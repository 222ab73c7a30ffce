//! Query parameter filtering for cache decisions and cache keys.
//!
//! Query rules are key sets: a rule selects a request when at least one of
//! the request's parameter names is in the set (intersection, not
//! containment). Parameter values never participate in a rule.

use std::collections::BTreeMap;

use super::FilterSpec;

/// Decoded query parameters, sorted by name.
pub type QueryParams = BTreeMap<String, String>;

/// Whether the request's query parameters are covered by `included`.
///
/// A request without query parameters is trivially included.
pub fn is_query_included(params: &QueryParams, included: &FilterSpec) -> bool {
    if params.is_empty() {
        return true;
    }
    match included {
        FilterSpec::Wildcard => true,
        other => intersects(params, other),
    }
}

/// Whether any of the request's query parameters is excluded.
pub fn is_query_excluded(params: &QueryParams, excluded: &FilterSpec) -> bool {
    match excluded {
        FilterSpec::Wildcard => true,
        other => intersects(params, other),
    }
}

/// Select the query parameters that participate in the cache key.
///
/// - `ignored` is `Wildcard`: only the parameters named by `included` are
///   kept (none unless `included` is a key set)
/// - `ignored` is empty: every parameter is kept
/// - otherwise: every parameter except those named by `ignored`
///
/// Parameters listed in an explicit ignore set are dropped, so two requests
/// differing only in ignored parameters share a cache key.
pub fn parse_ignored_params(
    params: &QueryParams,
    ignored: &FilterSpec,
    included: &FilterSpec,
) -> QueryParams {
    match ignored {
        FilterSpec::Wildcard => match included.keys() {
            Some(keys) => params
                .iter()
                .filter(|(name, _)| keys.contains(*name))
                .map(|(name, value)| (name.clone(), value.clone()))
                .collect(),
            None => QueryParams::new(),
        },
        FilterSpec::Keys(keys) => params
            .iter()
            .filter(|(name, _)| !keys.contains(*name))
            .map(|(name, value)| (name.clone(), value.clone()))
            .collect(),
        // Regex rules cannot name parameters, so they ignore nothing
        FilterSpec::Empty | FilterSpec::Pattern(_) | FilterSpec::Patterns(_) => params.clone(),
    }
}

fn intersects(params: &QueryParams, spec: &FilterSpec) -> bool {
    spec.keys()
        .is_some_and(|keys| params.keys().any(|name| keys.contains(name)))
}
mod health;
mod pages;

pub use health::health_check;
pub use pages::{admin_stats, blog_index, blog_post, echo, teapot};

──────────

> _What the exercise asks_: Retype all the data, changing nothing.

> _Task response_:
repository 222ab73c7a30ffce
//! Query parameter filtering for cache decisions and cache keys.
//!
//! Query rules are key sets: a rule selects a request when at least one of
//! the request's parameter names is in the set (intersection, not
//! containment). Parameter values never participate in a rule.

use std::collections::BTreeMap;

use super::FilterSpec;

/// Decoded query parameters, sorted by name.
pub type QueryParams = BTreeMap<String, String>;

/// Whether the request's query parameters are covered by `included`.
///
/// A request without query parameters is trivially included.
pub fn is_query_included(params: &QueryParams, included: &FilterSpec) -> bool {
    if params.is_empty() {
        return true;
    }
    match included {
        FilterSpec::Wildcard => true,
        other => intersects(params, other),
    }
}

/// Whether any of the request's query parameters is excluded.
pub fn is_query_excluded(params: &QueryParams, excluded: &FilterSpec) -> bool {
    match excluded {
        FilterSpec::Wildcard => true,
        other => intersects(params, other),
    }
}

/// Select the query parameters that participate in the cache key.
///
/// - `ignored` is `Wildcard`: only the parameters named by `included` are
///   kept (none unless `included` is a key set)
/// - `ignored` is empty: every parameter is kept
/// - otherwise: every parameter except those named by `ignored`
///
/// Parameters listed in an explicit ignore set are dropped, so two requests
/// differing only in ignored parameters share a cache key.
pub fn parse_ignored_params(
    params: &QueryParams,
    ignored: &FilterSpec,
    included: &FilterSpec,
) -> QueryParams {
    match ignored {
        FilterSpec::Wildcard => match included.keys() {
            Some(keys) => params
                .iter()
                .filter(|(name, _)| keys.contains(*name))
                .map(|(name, value)| (name.clone(), value.clone()))
                .collect(),
            None => QueryParams::new(),
        },
        FilterSpec::Keys(keys) => params
            .iter()
            .filter(|(name, _)| !keys.contains(*name))
            .map(|(name, value)| (name.clone(), value.clone()))
            .collect(),
        // Regex rules cannot name parameters, so they ignore nothing
        FilterSpec::Empty | FilterSpec::Pattern(_) | FilterSpec::Patterns(_) => params.clone(),
    }
}

fn intersects(params: &QueryParams, spec: &FilterSpec) -> bool {
    spec.keys()
        .is_some_and(|keys| params.keys().any(|name| keys.contains(name)))
}
mod health;
mod pages;

pub use health::health_check;
pub use pages::{admin_stats, blog_index, blog_post, echo, teapot};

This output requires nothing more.